mod exercises;
mod handlers;
mod metrics;
mod routes;

use axum::Router;
use praxis_common::GraderConfig;
use std::sync::Arc;
use tokio::net::TcpListener;
use tracing::info;

pub struct AppState {
    pub registry: exercises::ExerciseRegistry,
    pub config: GraderConfig,
    pub start_time: std::time::Instant,
}

#[tokio::main]
async fn main() {
    // Load environment variables from .env file
    dotenvy::dotenv().ok();

    // Initialize tracing subscriber
    tracing_subscriber::fmt()
        .with_env_filter(
            tracing_subscriber::EnvFilter::try_from_default_env()
                .unwrap_or_else(|_| tracing_subscriber::EnvFilter::new("info")),
        )
        .with_target(false)
        .init();

    info!("Praxis API booting...");

    // Initialize metrics
    metrics::init_metrics();
    info!("Metrics registry initialized");

    let config = GraderConfig::from_env();
    info!(
        budget_ms = config.budget_ms,
        fuel_limit = config.fuel_limit,
        "Grader configuration loaded"
    );

    // Load exercise definitions and gate them through the self-check
    let registry = exercises::ExerciseRegistry::load_from_file(&config.exercises_path)
        .unwrap_or_else(|e| {
            panic!(
                "Failed to load exercise definitions from {}: {}",
                config.exercises_path, e
            );
        });
    let loaded = registry.len();
    let registry = registry.verify(&config).await;
    info!(
        "Published {} of {} exercise definitions",
        registry.len(),
        loaded
    );
    if registry.is_empty() {
        tracing::warn!("No exercises passed their self-check; the API will serve none");
    }

    let state = Arc::new(AppState {
        registry,
        config,
        start_time: std::time::Instant::now(),
    });

    // Build router
    let app = Router::new().merge(routes::routes()).with_state(state);

    // Start server
    let port = std::env::var("PORT").unwrap_or_else(|_| "3000".to_string());
    let addr = format!("0.0.0.0:{}", port);
    let listener = TcpListener::bind(&addr)
        .await
        .expect("Failed to bind to address");

    info!("HTTP server listening on {}", addr);
    info!("Ready to grade submissions");

    axum::serve(listener, app).await.expect("Server error");
}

• _Your assignment_
Using the material above, output each line exactly as it appears.

• _Exercise output_
mod exercises;
mod handlers;
mod metrics;
mod routes;

use axum::Router;
use praxis_common::GraderConfig;
use std::sync::Arc;
use tokio::net::TcpListener;
use tracing::info;

pub struct AppState {
    pub registry: exercises::ExerciseRegistry,
    pub config: GraderConfig,
    pub start_time: std::time::Instant,
}

#[tokio::main]
async fn main() {
    // Load environment variables from .env file
    dotenvy::dotenv().ok();

    // Initialize tracing subscriber
    tracing_subscriber::fmt()
        .with_env_filter(
            tracing_subscriber::EnvFilter::try_from_default_env()
                .unwrap_or_else(|_| tracing_subscriber::EnvFilter::new("info")),
        )
        .with_target(false)
        .init();

    info!("Praxis API booting...");

    // Initialize metrics
    metrics::init_metrics();
    info!("Metrics registry initialized");

    let config = GraderConfig::from_env();
    info!(
        budget_ms = config.budget_ms,
        fuel_limit = config.fuel_limit,
        "Grader configuration loaded"
    );

    // Load exercise definitions and gate them through the self-check
    let registry = exercises::ExerciseRegistry::load_from_file(&config.exercises_path)
        .unwrap_or_else(|e| {
            panic!(
                "Failed to load exercise definitions from {}: {}",
                config.exercises_path, e
            );
        });
    let loaded = registry.len();
    let registry = registry.verify(&config).await;
    info!(
        "Published {} of {} exercise definitions",
        registry.len(),
        loaded
    );
    if registry.is_empty() {
        tracing::warn!("No exercises passed their self-check; the API will serve none");
    }

    let state = Arc::new(AppState {
        registry,
        config,
        start_time: std::time::Instant::now(),
    });

    // Build router
    let app = Router::new().merge(routes::routes()).with_state(state);

    // Start server
    let port = std::env::var("PORT").unwrap_or_else(|_| "3000".to_string());
    let addr = format!("0.0.0.0:{}", port);
    let listener = TcpListener::bind(&addr)
        .await
        .expect("Failed to bind to address");

    info!("HTTP server listening on {}", addr);
    info!("Ready to grade submissions");

    axum::serve(listener, app).await.expect("Server error");
}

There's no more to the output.